# the "BIG" question...



## truth (Jul 16, 2002)

Its pretty clear that Zeke wants another big boy to solidify the front line..

The potential targets????

Kwame....Hunter...James...

Its not as simple as which one you want...Its also a question of what you are willing to give up or having your cake and eating eat also(before sweetney gets to it) :biggrin: 

larry frigging hughes just signed with cleveland for 12 MILLION $$$!!!!!!!!!!!!!!
That leaves a whole at the SG in Washington..They are also in need of a PF..

How badly do you want Kwame??Sweetney bad??Jamal Crawford bad???Its gonna cost you..Is he worth the gamble??


Jerome James...Tiny chance the MLE gets him,but I seriously doubt it..Would you do a sign and trade involving local product Jamal Crawford???

Hunter....Great shot blocker,good size,not much else..the good news is he comes CHEAP and the roster stays intact....

If I could get James for the MLE,thats my vote,but my brain tells me JC is heading to the nations capital for Mr Kwame Brown..Zeke got Q and grabbed nate at 21 for a reason....

Marbury
Q
Ariza
Frye 
Kwame


----------



## The True Essence (May 26, 2003)

i wouldnt mind kwame or hunter. id want hunter especially just cause i really want a shotblocker, but kwame can do much more...but his pricetag is higher


----------



## truth (Jul 16, 2002)

PennyHardaway said:


> i wouldnt mind kwame or hunter. id want hunter especially just cause i really want a shotblocker, but kwame can do much more...but his pricetag is higher


Let me ask you...

hunter comes for the Mle.....I assume you would take him no matter what for that price

that doesnt stop you from trading JC or sweetney for kwame

would you do that trade also??


----------



## The True Essence (May 26, 2003)

if we got hunter...then sweetney becomes a little more expendable and i probably would do that deal

kwame, hunter, frye, williams and rose can man the 4 and 5. i dont wanna trade jamal yet. i like the idea of q jamal and marbury starting together


----------



## truth (Jul 16, 2002)

PennyHardaway said:


> if we got hunter...then sweetney becomes a little more expendable and i probably would do that deal
> 
> kwame, hunter, frye, williams and rose can man the 4 and 5. i dont wanna trade jamal yet. i like the idea of q jamal and marbury starting together


I prefer Ariza starting at the 2/3,otherwise there are too many defensive mismatches and way to much penetration..

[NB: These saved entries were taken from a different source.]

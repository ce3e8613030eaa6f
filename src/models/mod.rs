//! Core data models for ktspad
//!
//! This module contains the data structures that represent the domain
//! entities of a script run: output lines with their diagnostic
//! classification, the interpreter process lifecycle, and run results.

pub mod output_line;
pub mod script_process;

// Re-exports for convenience
pub use output_line::{LineKind, OutputLine};
pub use script_process::{ProcessState, RunResult, ScriptProcess};
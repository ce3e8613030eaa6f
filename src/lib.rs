//! ktspad - Execution and highlighting core for a Kotlin script scratchpad
//!
//! This library provides the headless core behind a script-scratchpad
//! editor: run the buffer through `kotlinc -script`, stream the
//! interpreter's merged output back as events, forward user input to the
//! running process, and lexically highlight the source on every edit.
//!
//! ## Features
//!
//! - **Script sessions:** One interpreter invocation at a time, spawned
//!   under a PTY via `portable-pty` so stderr and stdout arrive as a single
//!   ordered stream
//! - **Output relay:** Line events in receive order, a synthesized exit-code
//!   line, and guaranteed cleanup of the transient script file
//! - **Input forwarding:** Line-oriented, flush-on-write stdin channel that
//!   stays safe after process exit
//! - **Lexical highlighting:** Single-pass tokenizer producing style spans
//!   that partition the text exactly
//! - **Diagnostics:** Source-location classification of output lines for
//!   marking and click-to-navigate
//! - **Configuration:** TOML-based configuration files
//!
//! ## Module Organization
//!
//! - [`session`] - Session lifecycle, process spawning, output relay, events
//! - [`highlight`] - Tokenizer and style span computation
//! - [`diagnostics`] - Error-line classification
//! - [`models`] - Data structures (OutputLine, ScriptProcess, RunResult)
//! - [`config`] - Configuration loading and validation
//! - [`mod@error`] - Error types and Result aliases
//!
//! ## Quick Start
//!
//! ```no_run
//! use ktspad::{init, SessionManager};
//!
//! # async fn run() -> ktspad::Result<()> {
//! let config = init()?;
//! let manager = SessionManager::new(config);
//!
//! let mut events = manager.subscribe().await;
//! let _session = manager.start("println(\"hi\")").await?;
//!
//! while let Some(event) = events.recv().await {
//!     // render lines, toggle busy state, wire click-to-navigate
//!     # let _ = event;
//! }
//! # Ok(())
//! # }
//! ```
//!
//! ## Architecture
//!
//! The crate uses a hybrid threading model:
//!
//! - **Caller's context:** Runs `start()`, `send_input()`, and the
//!   highlighter; never blocked by a running script
//! - **Relay task:** A tokio task per run that assembles, classifies, and
//!   publishes output lines, then handles exit and cleanup
//! - **Bridge threads:** Blocking PTY reads/writes on dedicated threads,
//!   connected to the relay via channels
//!
//! ## Safety and Reliability
//!
//! - All fallible operations return `Result`
//! - Every terminal relay path publishes `Ended`, so UI busy state cannot
//!   get stuck
//! - A single-flight guard refuses overlapping runs

#[macro_use]
extern crate tracing;

pub mod config;
pub mod diagnostics;
pub mod error;
pub mod highlight;
pub mod models;
pub mod session;

// Re-exports for core functionality
pub use config::{Config, HighlightConfig, InterpreterConfig, SessionConfig};
pub use error::{Error, Result};
pub use session::{ScriptSession, SessionEvent, SessionManager};

// Convenience re-exports for common types
pub use config::loader::ConfigLoader;
pub use diagnostics::DiagnosticMatcher;
pub use highlight::{compute_highlighting, is_content_change, StyleClass, StyleSpan};
pub use models::{LineKind, OutputLine, RunResult, ScriptProcess};

// Version information
/// The current version of ktspad from Cargo.toml
pub const VERSION: &str = env!("CARGO_PKG_VERSION");

/// The library name from Cargo.toml
pub const NAME: &str = env!("CARGO_PKG_NAME");

/// The library description from Cargo.toml
pub const DESCRIPTION: &str = env!("CARGO_PKG_DESCRIPTION");

/// Initialize ktspad with configuration from the default locations.
///
/// Loads the first configuration file found on the platform search paths,
/// falling back to defaults when none exists or loading fails, and
/// validates the result.
///
/// # Errors
///
/// Returns an error when the effective configuration fails validation.
pub fn init() -> Result<Config> {
    info!("Initializing {} v{}", NAME, VERSION);

    let config = match ConfigLoader::load() {
        Ok(config) => config,
        Err(e) => {
            warn!("Failed to load configuration: {}. Using defaults", e);
            Config::default()
        }
    };

    config.validate()?;

    debug!(
        "Interpreter: {} {} {}",
        config.interpreter.binary,
        config.interpreter.script_flag,
        config.interpreter.script_path.display()
    );
    Ok(config)
}

/// Initialize ktspad from an explicit configuration file
pub fn init_with_config(path: &std::path::Path) -> Result<Config> {
    let config = ConfigLoader::load_from(path)?;
    config.validate()?;
    Ok(config)
}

If we got Hunter and kwame,who starts???? Hunter,Frye,Kwame????
Kwame is not a great weak side defender..


----------



## Knicksfan3 (Jun 23, 2005)

I think we all know who I want on the team....I think Kwame has a lot of untapped potential and Zeke would help him realize it. Bring on Kwame!!


----------



## truth (Jul 16, 2002)

Knicksfan3 said:


> I think we all know who I want on the team....I think Kwame has a lot of untapped potential and Zeke would help him realize it. Bring on Kwame!!


its gonna cost you sweetney .....maybe jc...

ill take hunter with the mle


----------



## Knicksfan3 (Jun 23, 2005)

truth said:


> its gonna cost you sweetney .....maybe jc...
> 
> ill take hunter with the mle


I know its gonna cost, we have talked about this in many threads. I have given up on keeping any players, I just have this feeling that Zeke can turn Kwame into the player he should be right now. I'm just hoping we get Kwame so we can stop looking at Antoine Walker, we don't need Antoine on this team, we have enough brick shooters to go around.


----------



## truth (Jul 16, 2002)

Knicksfan3 said:


> I know its gonna cost, we have talked about this in many threads. I have given up on keeping any players, I just have this feeling that Zeke can turn Kwame into the player he should be right now. I'm just hoping we get Kwame so we can stop looking at Antoine Walker, we don't need Antoine on this team, we have enough brick shooters to go around.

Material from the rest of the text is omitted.